_Task to carry out_
In the records below, find the line with "use pocw_vlc::ValidatorVlcService;" and the line with "let verifiers = Arc::new(verifiers);"; return exactly those lines and every line between them.

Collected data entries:

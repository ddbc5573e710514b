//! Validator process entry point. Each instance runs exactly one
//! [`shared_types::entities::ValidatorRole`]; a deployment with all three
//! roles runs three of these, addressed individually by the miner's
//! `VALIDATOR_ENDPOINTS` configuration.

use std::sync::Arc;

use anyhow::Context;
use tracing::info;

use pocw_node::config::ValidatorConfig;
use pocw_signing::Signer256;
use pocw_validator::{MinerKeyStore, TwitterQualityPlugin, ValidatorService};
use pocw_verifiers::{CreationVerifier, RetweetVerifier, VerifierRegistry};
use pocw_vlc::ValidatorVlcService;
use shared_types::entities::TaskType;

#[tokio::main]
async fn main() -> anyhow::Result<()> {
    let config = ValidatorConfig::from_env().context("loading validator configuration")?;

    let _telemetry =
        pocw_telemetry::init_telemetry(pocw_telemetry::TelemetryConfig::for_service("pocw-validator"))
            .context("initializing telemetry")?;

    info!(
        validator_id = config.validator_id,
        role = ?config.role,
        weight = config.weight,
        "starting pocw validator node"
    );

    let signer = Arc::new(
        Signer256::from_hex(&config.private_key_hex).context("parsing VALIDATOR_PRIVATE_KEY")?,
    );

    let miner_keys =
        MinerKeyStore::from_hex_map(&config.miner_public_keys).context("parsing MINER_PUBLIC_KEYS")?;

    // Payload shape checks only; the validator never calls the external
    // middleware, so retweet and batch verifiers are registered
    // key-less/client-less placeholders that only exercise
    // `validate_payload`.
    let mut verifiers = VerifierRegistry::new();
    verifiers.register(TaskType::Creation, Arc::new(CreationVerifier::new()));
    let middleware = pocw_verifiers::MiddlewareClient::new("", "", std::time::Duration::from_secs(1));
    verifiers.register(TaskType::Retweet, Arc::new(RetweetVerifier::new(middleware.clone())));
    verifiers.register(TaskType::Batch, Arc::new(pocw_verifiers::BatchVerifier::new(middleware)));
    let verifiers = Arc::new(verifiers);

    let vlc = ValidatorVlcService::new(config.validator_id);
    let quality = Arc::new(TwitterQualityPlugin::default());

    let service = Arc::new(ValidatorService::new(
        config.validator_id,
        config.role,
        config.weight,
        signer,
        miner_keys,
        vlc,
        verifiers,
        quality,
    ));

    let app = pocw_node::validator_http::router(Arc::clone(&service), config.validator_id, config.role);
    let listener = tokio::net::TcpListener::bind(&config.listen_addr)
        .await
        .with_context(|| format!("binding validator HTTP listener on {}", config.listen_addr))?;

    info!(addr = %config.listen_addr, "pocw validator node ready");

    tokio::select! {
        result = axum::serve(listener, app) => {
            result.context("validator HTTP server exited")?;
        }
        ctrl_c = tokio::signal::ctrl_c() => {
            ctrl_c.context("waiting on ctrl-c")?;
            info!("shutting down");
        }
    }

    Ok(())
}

_Problem solution_
use pocw_vlc::ValidatorVlcService;
use shared_types::entities::TaskType;

#[tokio::main]
async fn main() -> anyhow::Result<()> {
    let config = ValidatorConfig::from_env().context("loading validator configuration")?;

    let _telemetry =
        pocw_telemetry::init_telemetry(pocw_telemetry::TelemetryConfig::for_service("pocw-validator"))
            .context("initializing telemetry")?;

    info!(
        validator_id = config.validator_id,
        role = ?config.role,
        weight = config.weight,
        "starting pocw validator node"
    );

    let signer = Arc::new(
        Signer256::from_hex(&config.private_key_hex).context("parsing VALIDATOR_PRIVATE_KEY")?,
    );

    let miner_keys =
        MinerKeyStore::from_hex_map(&config.miner_public_keys).context("parsing MINER_PUBLIC_KEYS")?;

    // Payload shape checks only; the validator never calls the external
    // middleware, so retweet and batch verifiers are registered
    // key-less/client-less placeholders that only exercise
    // `validate_payload`.
    let mut verifiers = VerifierRegistry::new();
    verifiers.register(TaskType::Creation, Arc::new(CreationVerifier::new()));
    let middleware = pocw_verifiers::MiddlewareClient::new("", "", std::time::Duration::from_secs(1));
    verifiers.register(TaskType::Retweet, Arc::new(RetweetVerifier::new(middleware.clone())));
    verifiers.register(TaskType::Batch, Arc::new(pocw_verifiers::BatchVerifier::new(middleware)));
    let verifiers = Arc::new(verifiers);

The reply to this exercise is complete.